Task to complete: Go through the records below line by line and report how many lines include "field", giving the number only.

Exercise data:
——————————
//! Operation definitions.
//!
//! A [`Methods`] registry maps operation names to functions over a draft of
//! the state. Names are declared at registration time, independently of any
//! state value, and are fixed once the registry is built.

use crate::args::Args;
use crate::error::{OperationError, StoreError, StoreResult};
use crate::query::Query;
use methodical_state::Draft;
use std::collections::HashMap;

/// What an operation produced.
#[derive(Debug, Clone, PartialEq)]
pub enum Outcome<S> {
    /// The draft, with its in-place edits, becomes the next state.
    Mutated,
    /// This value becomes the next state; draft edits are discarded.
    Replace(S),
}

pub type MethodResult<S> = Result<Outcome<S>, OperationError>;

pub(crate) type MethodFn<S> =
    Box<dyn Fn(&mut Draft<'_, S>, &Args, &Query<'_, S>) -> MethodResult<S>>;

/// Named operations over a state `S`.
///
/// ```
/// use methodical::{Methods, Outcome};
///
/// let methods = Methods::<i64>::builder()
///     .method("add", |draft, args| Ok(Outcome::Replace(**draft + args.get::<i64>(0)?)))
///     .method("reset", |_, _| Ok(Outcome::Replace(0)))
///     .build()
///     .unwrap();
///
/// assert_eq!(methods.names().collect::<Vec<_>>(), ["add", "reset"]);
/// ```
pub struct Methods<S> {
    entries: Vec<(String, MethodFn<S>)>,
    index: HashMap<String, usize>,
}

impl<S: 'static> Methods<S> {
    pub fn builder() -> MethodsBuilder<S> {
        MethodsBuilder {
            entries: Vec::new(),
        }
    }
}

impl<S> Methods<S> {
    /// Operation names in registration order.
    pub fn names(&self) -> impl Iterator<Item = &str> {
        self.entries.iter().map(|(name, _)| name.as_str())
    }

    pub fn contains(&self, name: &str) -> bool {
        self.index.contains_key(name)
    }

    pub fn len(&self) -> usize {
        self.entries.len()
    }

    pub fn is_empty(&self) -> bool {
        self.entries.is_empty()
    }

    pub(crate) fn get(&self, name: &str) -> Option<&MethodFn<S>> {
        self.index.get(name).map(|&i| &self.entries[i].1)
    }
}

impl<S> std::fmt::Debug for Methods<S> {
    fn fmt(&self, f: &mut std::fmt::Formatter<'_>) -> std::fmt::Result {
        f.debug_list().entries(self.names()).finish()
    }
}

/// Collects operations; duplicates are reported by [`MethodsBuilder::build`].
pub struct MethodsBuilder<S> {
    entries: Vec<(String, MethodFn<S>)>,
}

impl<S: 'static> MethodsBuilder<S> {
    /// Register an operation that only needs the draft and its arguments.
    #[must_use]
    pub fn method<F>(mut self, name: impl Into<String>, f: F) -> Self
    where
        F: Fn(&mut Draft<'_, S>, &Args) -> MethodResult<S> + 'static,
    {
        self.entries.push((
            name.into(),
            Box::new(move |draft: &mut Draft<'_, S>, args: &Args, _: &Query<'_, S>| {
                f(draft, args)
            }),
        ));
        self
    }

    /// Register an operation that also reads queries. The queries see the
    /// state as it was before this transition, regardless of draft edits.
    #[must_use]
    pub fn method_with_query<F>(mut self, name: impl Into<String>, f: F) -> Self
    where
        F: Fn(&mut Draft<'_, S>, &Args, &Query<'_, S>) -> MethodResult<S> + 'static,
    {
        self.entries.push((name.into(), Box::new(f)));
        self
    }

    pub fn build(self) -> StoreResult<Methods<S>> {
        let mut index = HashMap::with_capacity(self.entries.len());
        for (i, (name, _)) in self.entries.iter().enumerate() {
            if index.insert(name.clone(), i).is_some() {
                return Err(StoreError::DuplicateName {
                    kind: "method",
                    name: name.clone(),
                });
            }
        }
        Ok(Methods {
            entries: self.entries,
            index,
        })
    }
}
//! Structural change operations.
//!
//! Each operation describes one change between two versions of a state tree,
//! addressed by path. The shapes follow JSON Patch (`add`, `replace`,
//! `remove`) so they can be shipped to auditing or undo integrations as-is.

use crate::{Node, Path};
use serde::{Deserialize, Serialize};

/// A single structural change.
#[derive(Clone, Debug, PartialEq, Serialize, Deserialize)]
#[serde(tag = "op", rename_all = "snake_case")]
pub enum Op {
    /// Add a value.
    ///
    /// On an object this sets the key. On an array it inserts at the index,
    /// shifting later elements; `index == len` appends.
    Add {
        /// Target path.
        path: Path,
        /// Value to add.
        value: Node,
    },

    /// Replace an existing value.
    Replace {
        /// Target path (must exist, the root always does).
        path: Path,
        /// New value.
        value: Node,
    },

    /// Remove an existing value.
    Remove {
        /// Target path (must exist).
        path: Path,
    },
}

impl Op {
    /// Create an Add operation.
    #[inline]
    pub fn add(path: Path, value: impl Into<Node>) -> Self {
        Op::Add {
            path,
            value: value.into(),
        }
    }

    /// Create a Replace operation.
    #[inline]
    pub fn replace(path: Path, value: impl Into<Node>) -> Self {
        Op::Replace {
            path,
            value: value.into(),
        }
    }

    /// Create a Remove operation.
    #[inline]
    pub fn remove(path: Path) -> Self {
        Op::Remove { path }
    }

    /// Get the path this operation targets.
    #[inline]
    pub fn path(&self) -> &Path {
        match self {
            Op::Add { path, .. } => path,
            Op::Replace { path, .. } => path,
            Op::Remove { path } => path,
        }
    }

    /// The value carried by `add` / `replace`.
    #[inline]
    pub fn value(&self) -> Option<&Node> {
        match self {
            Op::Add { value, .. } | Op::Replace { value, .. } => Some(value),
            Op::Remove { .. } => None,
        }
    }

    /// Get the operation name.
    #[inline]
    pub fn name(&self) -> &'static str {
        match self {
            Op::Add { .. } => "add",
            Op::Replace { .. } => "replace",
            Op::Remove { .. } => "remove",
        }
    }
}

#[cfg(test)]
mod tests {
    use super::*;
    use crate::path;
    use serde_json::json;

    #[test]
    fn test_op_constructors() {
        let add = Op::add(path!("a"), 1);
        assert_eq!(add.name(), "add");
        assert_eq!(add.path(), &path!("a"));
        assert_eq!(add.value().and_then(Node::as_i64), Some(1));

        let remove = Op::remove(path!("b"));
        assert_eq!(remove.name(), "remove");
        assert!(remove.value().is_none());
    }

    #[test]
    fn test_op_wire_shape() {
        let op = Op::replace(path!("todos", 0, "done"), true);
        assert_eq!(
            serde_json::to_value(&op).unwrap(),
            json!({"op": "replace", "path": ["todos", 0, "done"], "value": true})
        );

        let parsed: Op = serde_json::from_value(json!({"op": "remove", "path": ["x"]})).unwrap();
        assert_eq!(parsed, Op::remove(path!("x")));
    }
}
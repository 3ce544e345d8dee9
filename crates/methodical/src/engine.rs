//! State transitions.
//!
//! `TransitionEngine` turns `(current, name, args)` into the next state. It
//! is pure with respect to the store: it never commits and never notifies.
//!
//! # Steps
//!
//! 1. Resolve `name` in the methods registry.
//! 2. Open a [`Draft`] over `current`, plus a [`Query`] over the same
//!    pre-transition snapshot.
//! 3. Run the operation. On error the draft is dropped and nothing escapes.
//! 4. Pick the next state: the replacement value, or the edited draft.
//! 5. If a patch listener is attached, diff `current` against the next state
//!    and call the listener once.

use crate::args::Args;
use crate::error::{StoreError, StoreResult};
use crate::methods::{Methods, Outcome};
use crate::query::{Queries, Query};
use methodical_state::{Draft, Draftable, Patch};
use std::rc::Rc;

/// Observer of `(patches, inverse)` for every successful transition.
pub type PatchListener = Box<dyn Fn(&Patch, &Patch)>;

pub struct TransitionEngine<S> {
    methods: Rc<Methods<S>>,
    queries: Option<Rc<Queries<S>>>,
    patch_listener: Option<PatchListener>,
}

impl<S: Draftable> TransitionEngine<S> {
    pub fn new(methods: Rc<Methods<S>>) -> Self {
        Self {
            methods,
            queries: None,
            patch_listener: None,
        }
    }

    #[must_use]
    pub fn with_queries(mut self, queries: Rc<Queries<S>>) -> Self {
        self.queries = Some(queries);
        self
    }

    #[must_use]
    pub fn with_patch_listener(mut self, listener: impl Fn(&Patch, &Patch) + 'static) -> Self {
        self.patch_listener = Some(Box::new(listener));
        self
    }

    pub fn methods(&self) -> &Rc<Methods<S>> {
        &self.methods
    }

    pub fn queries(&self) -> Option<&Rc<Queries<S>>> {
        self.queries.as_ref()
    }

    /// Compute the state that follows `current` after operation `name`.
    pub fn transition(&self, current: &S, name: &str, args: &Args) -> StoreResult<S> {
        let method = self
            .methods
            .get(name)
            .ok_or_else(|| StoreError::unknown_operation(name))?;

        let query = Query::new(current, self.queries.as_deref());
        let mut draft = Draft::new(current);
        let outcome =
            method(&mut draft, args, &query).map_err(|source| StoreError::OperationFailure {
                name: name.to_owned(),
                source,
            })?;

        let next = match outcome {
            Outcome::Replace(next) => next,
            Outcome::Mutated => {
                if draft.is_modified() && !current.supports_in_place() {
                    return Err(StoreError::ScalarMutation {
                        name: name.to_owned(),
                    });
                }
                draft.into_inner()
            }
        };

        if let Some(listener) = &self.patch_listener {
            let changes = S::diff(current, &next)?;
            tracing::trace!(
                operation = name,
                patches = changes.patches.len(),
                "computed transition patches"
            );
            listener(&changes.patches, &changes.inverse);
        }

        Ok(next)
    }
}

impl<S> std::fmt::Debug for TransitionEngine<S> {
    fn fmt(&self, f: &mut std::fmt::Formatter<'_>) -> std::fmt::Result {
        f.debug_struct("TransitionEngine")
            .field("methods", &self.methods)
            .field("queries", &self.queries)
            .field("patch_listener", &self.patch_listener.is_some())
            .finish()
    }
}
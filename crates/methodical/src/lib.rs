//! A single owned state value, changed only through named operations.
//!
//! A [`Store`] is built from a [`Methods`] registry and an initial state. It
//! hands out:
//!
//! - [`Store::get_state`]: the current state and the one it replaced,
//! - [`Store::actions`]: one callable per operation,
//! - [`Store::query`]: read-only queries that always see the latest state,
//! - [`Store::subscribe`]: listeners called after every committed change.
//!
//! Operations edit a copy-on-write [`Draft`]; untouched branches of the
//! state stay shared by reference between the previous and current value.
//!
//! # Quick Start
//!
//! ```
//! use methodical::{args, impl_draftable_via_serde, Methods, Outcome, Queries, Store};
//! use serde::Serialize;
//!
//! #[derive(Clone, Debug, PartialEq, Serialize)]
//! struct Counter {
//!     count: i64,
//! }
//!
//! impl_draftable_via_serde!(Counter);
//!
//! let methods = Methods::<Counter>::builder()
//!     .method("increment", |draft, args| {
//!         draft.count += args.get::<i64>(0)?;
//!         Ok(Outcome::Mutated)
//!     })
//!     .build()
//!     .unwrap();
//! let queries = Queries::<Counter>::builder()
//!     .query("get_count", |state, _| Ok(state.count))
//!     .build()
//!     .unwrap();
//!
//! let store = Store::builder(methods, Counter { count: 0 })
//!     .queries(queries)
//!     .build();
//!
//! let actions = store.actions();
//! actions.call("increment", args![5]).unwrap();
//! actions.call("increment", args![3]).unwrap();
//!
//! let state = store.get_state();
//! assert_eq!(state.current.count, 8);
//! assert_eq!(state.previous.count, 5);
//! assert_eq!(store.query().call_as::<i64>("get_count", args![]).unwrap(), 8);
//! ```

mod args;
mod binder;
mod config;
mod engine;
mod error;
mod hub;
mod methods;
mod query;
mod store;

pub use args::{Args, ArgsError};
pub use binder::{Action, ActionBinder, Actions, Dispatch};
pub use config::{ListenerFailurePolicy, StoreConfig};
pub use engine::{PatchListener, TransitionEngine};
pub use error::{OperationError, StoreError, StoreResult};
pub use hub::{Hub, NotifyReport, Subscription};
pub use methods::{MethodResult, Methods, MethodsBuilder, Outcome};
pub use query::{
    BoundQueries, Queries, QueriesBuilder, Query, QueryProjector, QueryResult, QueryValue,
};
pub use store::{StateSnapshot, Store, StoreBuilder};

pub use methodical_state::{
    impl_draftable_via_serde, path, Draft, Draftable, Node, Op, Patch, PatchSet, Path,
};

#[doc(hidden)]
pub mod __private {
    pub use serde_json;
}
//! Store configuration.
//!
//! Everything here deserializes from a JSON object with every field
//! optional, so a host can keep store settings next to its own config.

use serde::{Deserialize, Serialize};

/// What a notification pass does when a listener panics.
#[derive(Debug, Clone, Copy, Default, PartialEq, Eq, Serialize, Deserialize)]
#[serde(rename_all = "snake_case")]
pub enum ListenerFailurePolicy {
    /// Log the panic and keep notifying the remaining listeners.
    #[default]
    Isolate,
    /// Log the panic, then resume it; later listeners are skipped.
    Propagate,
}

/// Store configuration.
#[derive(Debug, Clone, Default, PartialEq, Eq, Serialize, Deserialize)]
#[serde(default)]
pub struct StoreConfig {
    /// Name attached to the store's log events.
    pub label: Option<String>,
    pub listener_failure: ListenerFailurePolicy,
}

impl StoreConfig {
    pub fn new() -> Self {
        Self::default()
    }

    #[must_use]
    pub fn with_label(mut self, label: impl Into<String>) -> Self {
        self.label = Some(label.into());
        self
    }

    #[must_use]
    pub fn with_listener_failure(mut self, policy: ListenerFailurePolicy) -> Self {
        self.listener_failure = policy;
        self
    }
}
——————————
Finished task: 4